## WHAT YOU NEED TO DO
Show only those lines of the entries where the string "keys" is found.

## DATA
[Start of Attachment]

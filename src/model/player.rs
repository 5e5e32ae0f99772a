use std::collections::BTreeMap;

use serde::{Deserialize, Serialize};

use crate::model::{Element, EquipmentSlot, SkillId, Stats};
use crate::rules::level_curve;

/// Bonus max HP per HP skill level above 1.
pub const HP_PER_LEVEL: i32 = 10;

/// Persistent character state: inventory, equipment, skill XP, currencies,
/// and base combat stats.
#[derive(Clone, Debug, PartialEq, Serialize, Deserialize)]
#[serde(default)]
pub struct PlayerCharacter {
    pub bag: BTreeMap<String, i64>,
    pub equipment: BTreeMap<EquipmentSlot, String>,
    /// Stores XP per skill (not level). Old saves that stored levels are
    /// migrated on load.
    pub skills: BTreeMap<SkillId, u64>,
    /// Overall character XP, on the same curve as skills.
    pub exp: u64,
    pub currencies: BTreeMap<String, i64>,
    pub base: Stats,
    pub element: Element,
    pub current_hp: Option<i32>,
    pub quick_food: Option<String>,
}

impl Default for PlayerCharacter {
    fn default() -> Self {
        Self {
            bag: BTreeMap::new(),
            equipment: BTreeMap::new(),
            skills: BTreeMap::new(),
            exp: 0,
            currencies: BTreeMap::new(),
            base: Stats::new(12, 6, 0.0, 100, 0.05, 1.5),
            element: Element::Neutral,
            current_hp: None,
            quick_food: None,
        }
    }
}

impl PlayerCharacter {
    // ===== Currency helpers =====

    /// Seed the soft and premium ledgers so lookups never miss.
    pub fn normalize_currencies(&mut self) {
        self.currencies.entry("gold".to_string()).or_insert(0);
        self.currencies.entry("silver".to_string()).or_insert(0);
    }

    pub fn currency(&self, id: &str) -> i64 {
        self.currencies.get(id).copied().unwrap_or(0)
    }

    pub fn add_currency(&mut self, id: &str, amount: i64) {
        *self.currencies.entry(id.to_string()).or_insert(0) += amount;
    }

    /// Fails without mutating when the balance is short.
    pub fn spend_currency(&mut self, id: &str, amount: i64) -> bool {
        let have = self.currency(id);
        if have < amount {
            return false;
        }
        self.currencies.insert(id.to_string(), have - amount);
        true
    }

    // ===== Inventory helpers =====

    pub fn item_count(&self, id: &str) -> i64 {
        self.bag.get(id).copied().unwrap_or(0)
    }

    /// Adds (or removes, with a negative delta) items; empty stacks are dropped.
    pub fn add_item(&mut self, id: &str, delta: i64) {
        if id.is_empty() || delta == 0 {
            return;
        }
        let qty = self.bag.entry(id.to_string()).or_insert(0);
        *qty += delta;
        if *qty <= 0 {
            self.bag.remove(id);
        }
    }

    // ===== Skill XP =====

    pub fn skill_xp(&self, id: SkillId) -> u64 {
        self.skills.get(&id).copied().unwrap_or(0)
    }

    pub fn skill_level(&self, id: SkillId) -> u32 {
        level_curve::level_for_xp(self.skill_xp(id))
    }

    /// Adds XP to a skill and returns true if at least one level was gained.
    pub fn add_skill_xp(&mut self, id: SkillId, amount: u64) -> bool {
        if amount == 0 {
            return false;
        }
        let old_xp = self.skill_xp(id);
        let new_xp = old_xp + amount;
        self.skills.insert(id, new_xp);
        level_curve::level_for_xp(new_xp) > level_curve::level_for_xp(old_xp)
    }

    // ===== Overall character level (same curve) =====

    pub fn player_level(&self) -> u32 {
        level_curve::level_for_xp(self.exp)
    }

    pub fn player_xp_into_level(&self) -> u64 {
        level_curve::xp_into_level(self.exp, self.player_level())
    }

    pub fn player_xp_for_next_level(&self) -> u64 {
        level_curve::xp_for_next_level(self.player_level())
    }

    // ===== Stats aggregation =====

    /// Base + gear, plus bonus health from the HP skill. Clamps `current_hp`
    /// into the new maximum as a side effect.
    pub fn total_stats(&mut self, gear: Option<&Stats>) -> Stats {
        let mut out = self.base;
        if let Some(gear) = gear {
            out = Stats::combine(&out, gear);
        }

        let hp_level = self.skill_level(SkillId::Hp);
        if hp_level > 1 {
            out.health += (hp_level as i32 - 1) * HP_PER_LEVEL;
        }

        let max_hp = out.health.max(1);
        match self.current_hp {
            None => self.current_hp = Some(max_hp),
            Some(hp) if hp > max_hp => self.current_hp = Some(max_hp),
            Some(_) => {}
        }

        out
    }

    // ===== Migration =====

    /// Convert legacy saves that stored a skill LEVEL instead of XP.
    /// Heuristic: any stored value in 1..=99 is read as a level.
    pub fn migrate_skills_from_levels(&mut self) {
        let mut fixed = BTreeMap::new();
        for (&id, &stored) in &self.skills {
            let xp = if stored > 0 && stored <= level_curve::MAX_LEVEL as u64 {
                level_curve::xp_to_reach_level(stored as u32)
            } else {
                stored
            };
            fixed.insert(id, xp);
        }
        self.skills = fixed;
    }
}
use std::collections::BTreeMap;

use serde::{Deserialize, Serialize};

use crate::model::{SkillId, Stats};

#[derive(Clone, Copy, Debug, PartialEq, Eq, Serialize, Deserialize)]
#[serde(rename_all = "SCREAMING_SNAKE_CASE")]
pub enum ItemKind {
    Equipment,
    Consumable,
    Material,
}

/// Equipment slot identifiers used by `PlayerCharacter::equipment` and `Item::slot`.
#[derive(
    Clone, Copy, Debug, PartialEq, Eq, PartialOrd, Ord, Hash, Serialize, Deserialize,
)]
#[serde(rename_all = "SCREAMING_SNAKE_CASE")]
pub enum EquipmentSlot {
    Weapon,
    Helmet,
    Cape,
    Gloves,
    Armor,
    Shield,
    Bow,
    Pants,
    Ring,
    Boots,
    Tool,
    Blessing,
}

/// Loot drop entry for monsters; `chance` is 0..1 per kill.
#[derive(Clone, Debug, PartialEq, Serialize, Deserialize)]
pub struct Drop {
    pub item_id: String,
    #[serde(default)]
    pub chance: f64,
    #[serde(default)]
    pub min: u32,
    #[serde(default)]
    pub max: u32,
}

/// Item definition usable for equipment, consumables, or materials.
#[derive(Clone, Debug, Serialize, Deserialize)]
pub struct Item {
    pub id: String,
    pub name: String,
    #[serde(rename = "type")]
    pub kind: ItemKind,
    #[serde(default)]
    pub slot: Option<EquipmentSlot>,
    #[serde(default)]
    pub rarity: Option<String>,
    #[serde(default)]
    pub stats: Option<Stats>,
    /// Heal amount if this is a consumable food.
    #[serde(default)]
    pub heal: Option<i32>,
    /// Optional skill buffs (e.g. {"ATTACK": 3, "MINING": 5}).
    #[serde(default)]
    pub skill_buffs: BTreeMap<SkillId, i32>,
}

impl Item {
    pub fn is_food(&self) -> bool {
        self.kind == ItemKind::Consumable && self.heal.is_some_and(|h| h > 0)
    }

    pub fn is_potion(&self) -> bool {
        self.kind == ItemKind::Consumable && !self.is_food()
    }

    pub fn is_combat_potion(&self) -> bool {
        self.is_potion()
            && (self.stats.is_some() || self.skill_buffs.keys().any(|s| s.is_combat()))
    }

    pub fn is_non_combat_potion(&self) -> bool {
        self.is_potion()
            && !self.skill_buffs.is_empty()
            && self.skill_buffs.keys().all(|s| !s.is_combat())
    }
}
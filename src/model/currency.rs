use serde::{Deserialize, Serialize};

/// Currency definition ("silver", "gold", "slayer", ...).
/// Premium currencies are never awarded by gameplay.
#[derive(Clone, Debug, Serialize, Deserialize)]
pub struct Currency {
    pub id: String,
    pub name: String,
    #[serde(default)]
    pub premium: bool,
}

[End of Attachment]

## TASK RESPONSE
            && (self.stats.is_some() || self.skill_buffs.keys().any(|s| s.is_combat()))
            && self.skill_buffs.keys().all(|s| !s.is_combat())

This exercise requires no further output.